# Final Exam Second Semester 2566 - Support Vector Machine (Raisin Problem)

This exam problem has an objective to develop a support vector machine model to classify the raisin types whether they are Kecimen (class 0) or Besni (class 1) from 7 features.

Cr: This dataset is adapted from CINAR I., KOKLU M. and TASDEMIR S., (2020). Classification of Raisin Grains Using Machine Vision and Artificial Intelligence Methods, Gazi Journal of Engineering Sciences, vol. 6, no. 3, pp. 200-209, December, 2020, DOI: https://doi.org/10.30855/gmbd.2020.03.03

In [1]:
# used for manipulating directory paths
import os

# Scientific and vector computation for python
import numpy as np

# Plotting library
from matplotlib import pyplot

# Optimization module in scipy
from scipy import optimize

# library written for this exam
import utilsSVM as utils

# tells matplotlib to embed plots within the notebook
%matplotlib inline

import random 
random.seed(10)

### We start the exam by first loading the dataset

In [2]:
# Load training dataset and test dataset

# Read tab separated data
data = np.loadtxt(os.path.join('Data', 'SVM_RaisinData_Train.txt'))

# First 7 columns of data are features and the last column is the label.
# Matrix X contains 7 features while vector y contains the label.

X, y = data[:, :7], data[:, 7].astype(int)

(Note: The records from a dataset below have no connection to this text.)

//! Real command executor implementation.
//!
//! This module provides [`RealCommandExecutor`], which executes commands
//! using `std::process::Command`, feeding stdin from the `CommandSpec` and either
//! streaming stdout to the log or capturing it.

use std::process::{Child, Command, Stdio};
use std::thread;
use std::thread::JoinHandle;

use anyhow::{Context, Result};
use which::which;

use super::pipe::{
    StreamType, panic_message, read_pipe_to_log, read_pipe_to_string, write_stdin,
};
use super::{CommandExecutor, CommandSpec, ExecutionResult, format_command_args};
use crate::error::InstallError;

type IoHandle = JoinHandle<Option<String>>;

/// Kills a child process and joins its stdio threads.
///
/// Called from error paths in [`RealCommandExecutor::execute()`] so that a
/// failed spawn or wait never leaks a process or a thread.
fn cleanup_child_process<I>(child: &mut Child, handles: I)
where
    I: IntoIterator<Item = IoHandle>,
{
    let pid = child.id();
    if let Err(e) = child.kill() {
        tracing::debug!(pid = pid, "kill returned error (process may have already exited): {}", e);
    }
    if let Err(e) = child.wait() {
        tracing::warn!(pid = pid, "failed to wait for child process after kill: {}", e);
    }
    for handle in handles {
        if let Err(e) = handle.join() {
            tracing::warn!("stdio thread panicked during cleanup: {}", panic_message(&*e));
        }
    }
}

fn execution_error(spec: &CommandSpec, status: String) -> anyhow::Error {
    InstallError::Execution {
        command: format!("{} {}", spec.command, format_command_args(&spec.args)),
        status,
    }
    .into()
}

/// Command executor that runs actual system commands.
///
/// When `dry_run` is true, commands are logged but not executed,
/// and `execute()` returns an empty [`ExecutionResult`].
pub struct RealCommandExecutor {
    pub dry_run: bool,
}

impl CommandExecutor for RealCommandExecutor {
    fn execute(&self, spec: &CommandSpec) -> Result<ExecutionResult> {
        if self.dry_run {
            tracing::info!("dry run: {} {}", spec.command, format_command_args(&spec.args));
            return Ok(ExecutionResult::default());
        }

        let cmd =
            which(&spec.command).with_context(|| format!("command not found: {}", spec.command))?;
        tracing::trace!("command found: {}: {}", spec.command, cmd.to_string_lossy());

        let mut command = Command::new(cmd);
        command.args(&spec.args);

        if let Some(ref cwd) = spec.cwd {
            command.current_dir(cwd);
        }

        for (key, value) in &spec.env {
            command.env(key, value);
        }

        command.stdin(if spec.stdin.is_some() {
            Stdio::piped()
        } else {
            Stdio::null()
        });
        command.stdout(Stdio::piped());
        command.stderr(Stdio::piped());

        let mut child = command.spawn().with_context(|| {
            format!("failed to spawn command `{}` with args {:?}", spec.command, spec.args)
        })?;

        tracing::trace!("spawned command: {}: pid={}", spec.command, child.id());

        let stdin_pipe = child.stdin.take();
        let stdout_pipe = child.stdout.take();
        let stderr_pipe = child.stderr.take();
        let mut handles: Vec<(&'static str, IoHandle)> = Vec::with_capacity(3);

        if let Some(input) = spec.stdin.clone() {
            match thread::Builder::new()
                .name("stdin-writer".to_string())
                .spawn(move || {
                    write_stdin(stdin_pipe, &input);
                    None
                }) {
                Ok(handle) => handles.push(("stdin", handle)),
                Err(e) => {
                    cleanup_child_process(&mut child, handles.into_iter().map(|(_, h)| h));
                    return Err(execution_error(
                        spec,
                        format!("failed to spawn stdin writer thread: {}", e),
                    ));
                }
            }
        }

        let capture = spec.capture_stdout;
        match thread::Builder::new()
            .name("stdout-reader".to_string())
            .spawn(move || {
                if capture {
                    Some(read_pipe_to_string(stdout_pipe))
                } else {
                    read_pipe_to_log(stdout_pipe, StreamType::Stdout);
                    None
                }
            }) {
            Ok(handle) => handles.push(("stdout", handle)),
            Err(e) => {
                cleanup_child_process(&mut child, handles.into_iter().map(|(_, h)| h));
                return Err(execution_error(
                    spec,
                    format!("failed to spawn stdout reader thread: {}", e),
                ));
            }
        }

        match thread::Builder::new()
            .name("stderr-reader".to_string())
            .spawn(move || {
                read_pipe_to_log(stderr_pipe, StreamType::Stderr);
                None
            }) {
            Ok(handle) => handles.push(("stderr", handle)),
            Err(e) => {
                cleanup_child_process(&mut child, handles.into_iter().map(|(_, h)| h));
                return Err(execution_error(
                    spec,
                    format!("failed to spawn stderr reader thread: {}", e),
                ));
            }
        }

        let status = match child.wait() {
            Ok(s) => s,
            Err(e) => {
                cleanup_child_process(&mut child, handles.into_iter().map(|(_, h)| h));
                return Err(execution_error(spec, format!("failed to wait for command: {}", e)));
            }
        };

        let mut stdout = None;
        let mut panicked_streams = Vec::new();
        for (name, handle) in handles {
            match handle.join() {
                Ok(Some(output)) => stdout = Some(output),
                Ok(None) => {}
                Err(e) => {
                    let msg = panic_message(&*e);
                    tracing::error!(stream = name, panic = msg, "stdio thread panicked");
                    panicked_streams.push(format!("{}: {}", name, msg));
                }
            }
        }

        if !panicked_streams.is_empty() {
            return Err(execution_error(
                spec,
                format!(
                    "stdio thread(s) panicked during command execution: {}",
                    panicked_streams.join(", ")
                ),
            ));
        }

        tracing::trace!("executed command: {}: success={}", spec.command, status.success());

        Ok(ExecutionResult {
            status: Some(status),
            stdout,
        })
    }
}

m = y.size  # number of training examples

# Read tab separated testing data
data_test = np.loadtxt(os.path.join('Data', 'SVM_RaisinData_Test.txt'))

X_test, y_test = data_test[:, :7], data_test[:, 7].astype(int)

In [3]:
X.shape, X_test.shape

((697, 7), (200, 7))

In [24]:
# Load a new dataset from 3 examples
# This dataset will be used for the last question of this exam problem.

# Read tab separated data
data_new = np.loadtxt(os.path.join('Data', 'SVM_RaisinData_NewData.txt'))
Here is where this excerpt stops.